Q1What's the best fix for a query that writes the same GROUP BY aggregation twice — once in the main query and once in a HAVING subquery?
Eliminating Repeated Work and Optimizing Subqueries — Worked Examples
Practice rewriting queries so the same aggregation isn't computed twice, correlated subqueries collapse into a single GROUP BY, and a derived table is materialized once via a CTE — comparing the query plans before and after.
The data we use in this article — perf_sales and employee
In the previous article you looked at rewriting IN / EXISTS and correlated subqueries.
This article builds on that with rewrites that avoid computing the same aggregation twice (folding repeated aggregations into a single intermediate result) and materializing derived tables (building a subquery in a FROM clause once and holding it temporarily) — practiced through concrete worked examples.
Don't write the same aggregation twice — fold the duplication into one intermediate result
When you want to ask "is each region's sales total above the average total across all regions?", writing the total and the average as two separate subqueries scans perf_sales twice.
If you fold the same aggregation into one CTE and compute it once, then reuse the result, you only scan once.
The rewrite pattern is: spot the case where "the same GROUP BY aggregation appears both in the main query and in a subquery", lift that aggregation into a single CTE, and have the main query reference the CTE instead.
The result is identical, and the duplicate scan disappears from the plan.
-- Before: total and "average across regions" aggregated separately (perf_sales scanned twice)
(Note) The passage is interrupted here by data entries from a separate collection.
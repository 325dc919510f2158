//! # Core Traits (Ports)
//!
//! Any plugin must implement these traits to be used by the binary.
//! Every mutating method is expected to run as a single store transaction:
//! either all of its writes (including the notification row) land, or none do.

use async_trait::async_trait;
use chrono::{DateTime, Utc};
use uuid::Uuid;

use crate::batch::{BatchAction, BatchOutcome};
use crate::error::Result;
use crate::models::{
    Actor, AddMode, ArticleId, ArticleLikes, ArticleRef, FavoriteFolder, FavoriteItem, FolderStats,
    InteractionNotification, ItemAdd, ItemTarget, Like, LikeToggle,
};

/// Persistence contract for actors.
#[cfg_attr(any(test, feature = "testing"), mockall::automock)]
#[async_trait]
pub trait ActorRepo: Send + Sync {
    /// Inserts `candidate` unless an actor already holds its `user_id`, then
    /// returns whichever actor owns that user id.
    async fn upsert_user_actor(&self, candidate: Actor) -> Result<Actor>;

    /// Same as [`ActorRepo::upsert_user_actor`] keyed on `anonymous_key`.
    /// A differing non-empty fingerprint on the candidate refreshes the stored one.
    async fn upsert_anonymous_actor(&self, candidate: Actor) -> Result<Actor>;

    /// Looks up an anonymous actor (one with no linked user) by session key.
    async fn find_anonymous_actor(&self, anonymous_key: &str) -> Result<Option<Actor>>;

    async fn get_actor(&self, id: Uuid) -> Result<Option<Actor>>;
}

/// Persistence contract for likes.
#[cfg_attr(any(test, feature = "testing"), mockall::automock)]
#[async_trait]
pub trait LikeRepo: Send + Sync {
    /// Flips the `(article, actor)` like. The notification is stored only when
    /// a row gets inserted. The returned count is read after the mutation.
    async fn toggle_like(
        &self,
        like: Like,
        notification: Option<InteractionNotification>,
    ) -> Result<LikeToggle>;

    async fn count_likes(&self, article_id: ArticleId) -> Result<i64>;
    async fn has_liked(&self, actor_id: Uuid, article_id: ArticleId) -> Result<bool>;

    /// Newest first.
    async fn list_likes_by_actor(&self, actor_id: Uuid, limit: i64) -> Result<Vec<Like>>;
}

/// Persistence contract for favorite folders and items.
/// Every method taking `owner_id` ignores rows the owner does not own.
#[cfg_attr(any(test, feature = "testing"), mockall::automock)]
#[async_trait]
pub trait FavoriteRepo: Send + Sync {
    /// Fails with `Conflict` on a duplicate `(owner, name)` or share token.
    async fn insert_folder(&self, folder: FavoriteFolder) -> Result<FavoriteFolder>;
    async fn get_folder(&self, owner_id: Uuid, folder_id: Uuid) -> Result<Option<FavoriteFolder>>;
    async fn find_folder_by_name(&self, owner_id: Uuid, name: &str) -> Result<Option<FavoriteFolder>>;

    /// Pinned first, then `sort_order`, then most recently touched.
    async fn list_folders(&self, owner_id: Uuid) -> Result<Vec<FavoriteFolder>>;

    /// Writes every mutable column of `folder`, share token included. Returns
    /// `false` when the folder no longer exists for its owner. Turning
    /// `allow_duplicates` off while the folder holds the same article twice
    /// fails with `ValidationError`.
    async fn save_folder(&self, folder: FavoriteFolder) -> Result<bool>;

    /// Removes the folder and all of its items together.
    async fn delete_folder(&self, owner_id: Uuid, folder_id: Uuid) -> Result<bool>;

    /// Fails with `Conflict` when the token is already taken.
    async fn set_share_token(&self, owner_id: Uuid, folder_id: Uuid, token: &str) -> Result<bool>;

    /// Places `item` into the resolved folder according to `mode`. The item's
    /// and the notification's folder ids are rewritten to the resolved folder.
    async fn add_item(
        &self,
        owner_id: Uuid,
        target: ItemTarget,
        item: FavoriteItem,
        mode: AddMode,
        notification: Option<InteractionNotification>,
    ) -> Result<ItemAdd>;

    async fn remove_item(&self, owner_id: Uuid, item_id: Uuid) -> Result<u64>;

    /// Oldest first.
    async fn list_items(&self, folder_id: Uuid) -> Result<Vec<FavoriteItem>>;

    /// Items across all of the owner's folders, newest first.
    async fn list_owner_items(&self, owner_id: Uuid, limit: i64, offset: i64) -> Result<Vec<FavoriteItem>>;
    async fn count_owner_items(&self, owner_id: Uuid) -> Result<i64>;

    async fn apply_batch(&self, owner_id: Uuid, action: BatchAction) -> Result<BatchOutcome>;
    async fn folder_stats(&self, owner_id: Uuid) -> Result<FolderStats>;
}

/// Public, token-based folder access.
#[cfg_attr(any(test, feature = "testing"), mockall::automock)]
#[async_trait]
pub trait ShareRepo: Send + Sync {
    /// Resolves a token to a *public* folder and counts the hit.
    async fn open_shared_folder(&self, token: &str) -> Result<Option<FavoriteFolder>>;
    async fn list_public_folders(&self, limit: i64) -> Result<Vec<FavoriteFolder>>;
}

/// Read side of the notification table.
#[cfg_attr(any(test, feature = "testing"), mockall::automock)]
#[async_trait]
pub trait NotificationRepo: Send + Sync {
    async fn list_notifications(
        &self,
        recipient_user_id: &str,
        unread_only: bool,
        limit: i64,
    ) -> Result<Vec<InteractionNotification>>;

    /// Returns `false` when no notification with that id belongs to the recipient.
    async fn mark_notification_read(&self, recipient_user_id: &str, id: Uuid) -> Result<bool>;
    async fn count_unread(&self, recipient_user_id: &str) -> Result<i64>;
}

/// Aggregations over like rows.
#[cfg_attr(any(test, feature = "testing"), mockall::automock)]
#[async_trait]
pub trait LeaderboardRepo: Send + Sync {
    /// Like totals per article, highest first (ties by article id), counting
    /// only likes created at or after `since` when given. `offset` pages
    /// through the same ordering.
    async fn top_liked_articles(
        &self,
        limit: i64,
        offset: i64,
        since: Option<DateTime<Utc>>,
    ) -> Result<Vec<ArticleLikes>>;

    async fn count_likes_since(&self, article_id: ArticleId, since: DateTime<Utc>) -> Result<i64>;
}

/// Ownership rewrite used when an anonymous visitor signs in.
#[cfg_attr(any(test, feature = "testing"), mockall::automock)]
#[async_trait]
pub trait MergeRepo: Send + Sync {
    /// Moves likes, folders and item authorship from `from` to `into`, then
    /// deletes `from`. Returns the number of reassigned rows.
    async fn merge_actor(&self, from: Uuid, into: Uuid) -> Result<u64>;
}

/// Article lookup provided by the publishing system.
#[cfg_attr(any(test, feature = "testing"), mockall::automock)]
#[async_trait]
pub trait ArticleDirectory: Send + Sync {
    /// Returns drafts as well as published articles.
    async fn get_article(&self, id: ArticleId) -> Result<Option<ArticleRef>>;
}

/// Identity helpers and random material for sessions and share links.
#[cfg_attr(any(test, feature = "testing"), mockall::automock)]
pub trait IdentityProvider: Send + Sync {
    /// Hashes request metadata into a stable, non-identifying fingerprint.
    fn fingerprint(&self, user_agent: &str, accept: &str, accept_language: &str, ip: &str) -> String;

    /// Mints a fresh anonymous session key. Fails when no secure randomness
    /// is available.
    fn mint_anonymous_key(&self) -> Result<String>;

    /// Mints a fresh alphanumeric share token.
    fn mint_share_token(&self) -> Result<String>;
}

/// Everything a storage plugin has to provide.
pub trait InteractionStore:
    ActorRepo + LikeRepo + FavoriteRepo + ShareRepo + NotificationRepo + LeaderboardRepo + MergeRepo
{
}

impl<T> InteractionStore for T where
    T: ActorRepo + LikeRepo + FavoriteRepo + ShareRepo + NotificationRepo + LeaderboardRepo + MergeRepo
{
}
SELECT region, SUM(amount) AS total
FROM perf_sales
GROUP BY region
HAVING SUM(amount) > (
SELECT AVG(t) FROM (
SELECT SUM(amount) AS t FROM perf_sales GROUP BY region
)
);
-- After: aggregate by region once in a CTE
WITH region_total AS (
SELECT region, SUM(amount) AS total
FROM perf_sales
GROUP BY region
)
SELECT region, total
FROM region_total
WHERE total > (SELECT AVG(total) FROM region_total)
ORDER BY region;
Collapse correlated subqueries into a one-shot aggregation
When a condition like "is each region's sales total above the maximum per-employee total within that region?" is computed as a correlated subquery per outer region row, the inner query is re-evaluated once for every region.
This can also be folded into a one-time aggregation keyed by region, then joined back.
The rewrite pattern is: take a (SELECT aggregate ... WHERE child.key = parent.key) called per outer row and turn it into "build a GROUP BY key aggregate table once, then join back to the parent".
The per-region re-evaluations are replaced with a single aggregation plus a join.
-- Before: correlate per region to find the "per-employee max total"
SELECT region,
(SELECT MAX(s) FROM (
SELECT SUM(amount) AS s FROM perf_sales p2
WHERE p2.region = p1.region GROUP BY emp_id
)) AS max_emp_total
FROM perf_sales p1
GROUP BY region;
-- After: aggregate once by (region, emp_id), then take the MAX per region
WITH emp_region AS (
SELECT region, emp_id, SUM(amount) AS s
FROM perf_sales
GROUP BY region, emp_id
)
SELECT region, MAX(s) AS max_emp_total
FROM emp_region
GROUP BY region
ORDER BY region;
Materializing derived tables — build the FROM-clause subquery once
A derived table — a subquery written in a FROM clause — referenced in two places can sometimes be recomputed twice by the optimizer.
If you build it once and hold it temporarily (materialize it), the references don't rebuild it each time.
In SQLite, referencing a CTE multiple times makes EXPLAIN QUERY PLAN show a MATERIALIZE line — confirming the CTE is materialized exactly once.
In the final exercise of this article you'll take a heavy derived table that aggregates perf_sales by emp_id and is referenced twice, turn it into a CTE materialized once, and confirm that MATERIALIZE shows up in the plan and the scan happens only once.
-- Before: the same derived table referenced in two FROM clauses
SELECT a.emp_id, a.tot, b.avg_tot
FROM (SELECT emp_id, SUM(amount) AS tot FROM perf_sales GROUP BY emp_id) a
CROSS JOIN (
SELECT AVG(tot) AS avg_tot FROM (
SELECT emp_id, SUM(amount) AS tot FROM perf_sales GROUP BY emp_id
)
) b
ORDER BY a.emp_id;
-- After: derived table as a CTE referenced twice (materialized once)
WITH emp_total AS (
SELECT emp_id, SUM(amount) AS tot
FROM perf_sales
GROUP BY emp_id
)
SELECT e.emp_id, e.tot, (SELECT AVG(tot) FROM emp_total) AS avg_tot
FROM emp_total e
ORDER BY e.emp_id;
Knowledge Check
Answer each question one by one.
Q2Which rewrite collapses a correlation that calls (SELECT aggregate ... WHERE child.key = parent.key) for every outer group row?
Q3What does MATERIALIZE in EXPLAIN QUERY PLAN indicate?